Failure to Follow Professional Standards for Medication Administration
Penalty
Summary
The facility failed to ensure that medications were administered to two residents according to professional standards of practice. During an observation, an LPN dispensed medications for two residents into two medication cups at the same time and proceeded to administer the medications, rather than preparing and administering medications for one resident at a time as required by accepted standards. The LPN confirmed during interview that medications should have been dispensed and administered separately for each resident.
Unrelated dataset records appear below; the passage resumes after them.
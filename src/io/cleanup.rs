//! Batched removal of intermediate blobs.
//!
//! Delete requests take at most [`MAX_DELETE_BATCH`] keys, so a
//! [`CleanupSet`] is drained in consecutive chunks, one blocking request at a
//! time. Deletion is not transactional: if a batch fails the remaining
//! batches are not attempted and keys already deleted stay deleted.

use crate::error::Result;
use crate::io::store::{BlobStore, MAX_DELETE_BATCH};
use std::collections::HashSet;

#[derive(Debug, Default)]
struct BucketKeys {
    bucket: String,
    keys: Vec<String>,
    seen: HashSet<String>,
}

/// Keys waiting to be deleted, grouped by bucket in insertion order.
#[derive(Debug, Default)]
pub struct CleanupSet {
    buckets: Vec<BucketKeys>,
}

/// What a purge removed.
#[derive(Debug, Clone, Copy, Default, PartialEq, Eq)]
pub struct CleanupReport {
    /// Delete requests issued
    pub batches: usize,
    /// Keys deleted
    pub keys: usize,
}

impl CleanupSet {
    pub fn new() -> Self {
        Self::default()
    }

    /// Queue `key` for deletion. Duplicates are ignored.
    pub fn add(&mut self, bucket: &str, key: impl Into<String>) {
        let key = key.into();
        let entry = match self.buckets.iter_mut().position(|b| b.bucket == bucket) {
            Some(idx) => &mut self.buckets[idx],
            None => {
                self.buckets.push(BucketKeys {
                    bucket: bucket.to_string(),
                    ..Default::default()
                });
                // just pushed
                let last = self.buckets.len() - 1;
                &mut self.buckets[last]
            }
        };
        if entry.seen.insert(key.clone()) {
            entry.keys.push(key);
        }
    }

    pub fn extend<I, K>(&mut self, bucket: &str, keys: I)
    where
        I: IntoIterator<Item = K>,
        K: Into<String>,
    {
        for key in keys {
            self.add(bucket, key);
        }
    }

    /// Number of keys still queued.
    pub fn len(&self) -> usize {
        self.buckets.iter().map(|b| b.keys.len()).sum()
    }

    pub fn is_empty(&self) -> bool {
        self.len() == 0
    }

    /// Delete every queued key.
    ///
    /// Keys leave the set once their batch succeeds, so calling this again
    /// after success issues no requests. On failure the set keeps the failed
    /// batch and everything after it.
    pub async fn purge(&mut self, store: &dyn BlobStore) -> Result<CleanupReport> {
        let mut report = CleanupReport::default();

        for entry in &mut self.buckets {
            while !entry.keys.is_empty() {
                let n = entry.keys.len().min(MAX_DELETE_BATCH);
                store.delete_batch(&entry.bucket, &entry.keys[..n]).await?;

                for key in entry.keys.drain(..n) {
                    entry.seen.remove(&key);
                }
                report.batches += 1;
                report.keys += n;
                tracing::debug!(
                    "Deleted batch of {} keys from {} ({} remaining)",
                    n,
                    entry.bucket,
                    entry.keys.len()
                );
            }
        }

        self.buckets.retain(|b| !b.keys.is_empty());
        Ok(report)
    }
}

#[cfg(test)]
mod tests {
    use super::*;
    use crate::error::StitchError;
    use async_trait::async_trait;
    use bytes::Bytes;
    use std::path::Path;
    use std::sync::Mutex;

    /// Store that records delete calls and can fail the nth one.
    #[derive(Default)]
    struct RecordingStore {
        batches: Mutex<Vec<(String, Vec<String>)>>,
        fail_on: Option<usize>,
    }

    #[async_trait]
    impl BlobStore for RecordingStore {
        async fn download_to_buffer(&self, _bucket: &str, _key: &str) -> Result<Bytes> {
            unreachable!()
        }

        async fn upload_file(&self, _local: &Path, _bucket: &str, _key: &str) -> Result<u64> {
            unreachable!()
        }

        async fn delete_batch(&self, bucket: &str, keys: &[String]) -> Result<()> {
            let mut batches = self.batches.lock().unwrap();
            if self.fail_on == Some(batches.len()) {
                return Err(StitchError::Transfer {
                    message: "injected".to_string(),
                    source: None,
                });
            }
            assert!(keys.len() <= MAX_DELETE_BATCH);
            batches.push((bucket.to_string(), keys.to_vec()));
            Ok(())
        }
    }

    fn keys(n: usize) -> Vec<String> {
        (0..n).map(|i| format!("tile_{}.tif", i)).collect()
    }

    #[tokio::test]
    async fn test_batch_sizes_2500() {
        let store = RecordingStore::default();
        let mut set = CleanupSet::new();
        set.extend("bucket", keys(2500));

        let report = set.purge(&store).await.unwrap();
        assert_eq!(report, CleanupReport { batches: 3, keys: 2500 });

        let batches = store.batches.lock().unwrap();
        let sizes: Vec<usize> = batches.iter().map(|(_, k)| k.len()).collect();
        assert_eq!(sizes, vec![1000, 1000, 500]);
    }

    #[tokio::test]
    async fn test_batches_cover_keys_exactly_once() {
        for k in [0usize, 1, 999, 1000, 1001, 3000] {
            let store = RecordingStore::default();
            let mut set = CleanupSet::new();
            set.extend("bucket", keys(k));
            set.purge(&store).await.unwrap();

            let batches = store.batches.lock().unwrap();
            assert_eq!(batches.len(), k.div_ceil(MAX_DELETE_BATCH));

            let all: Vec<String> = batches.iter().flat_map(|(_, b)| b.clone()).collect();
            assert_eq!(all, keys(k));
        }
    }

    #[tokio::test]
    async fn test_second_purge_is_noop() {
        let store = RecordingStore::default();
        let mut set = CleanupSet::new();
        set.extend("bucket", keys(10));

        set.purge(&store).await.unwrap();
        let report = set.purge(&store).await.unwrap();
        assert_eq!(report.batches, 0);
        assert_eq!(store.batches.lock().unwrap().len(), 1);
        assert!(set.is_empty());
    }

    #[tokio::test]
    async fn test_failed_batch_aborts_rest() {
        let store = RecordingStore {
            fail_on: Some(1),
            ..Default::default()
        };
        let mut set = CleanupSet::new();
        set.extend("bucket", keys(2500));

        let err = set.purge(&store).await.unwrap_err();
        assert!(matches!(err, StitchError::Transfer { .. }));
        // first batch went through, nothing after the failure was attempted
        assert_eq!(store.batches.lock().unwrap().len(), 1);
        assert_eq!(set.len(), 1500);
    }

    #[tokio::test]
    async fn test_groups_by_bucket_and_dedupes() {
        let store = RecordingStore::default();
        let mut set = CleanupSet::new();
        set.add("main", "state.json");
        set.add("docs", "stats.json");
        set.add("main", "state.json");
        set.add("main", "spatial.json");
        assert_eq!(set.len(), 3);

        let report = set.purge(&store).await.unwrap();
        assert_eq!(report.batches, 2);

        let batches = store.batches.lock().unwrap();
        assert_eq!(batches[0].0, "main");
        assert_eq!(batches[0].1, vec!["state.json", "spatial.json"]);
        assert_eq!(batches[1].0, "docs");
    }
}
Both residents involved had complex medical histories, including conditions such as atrial fibrillation, hypertension, heart disease, and Alzheimer's disease, and had physician orders specifying multiple medications to be administered upon rising. Review of CDC nursing standards and facility policy confirmed that medications should be prepared for one resident at a time and administered in accordance with professional standards to prevent contamination or infection.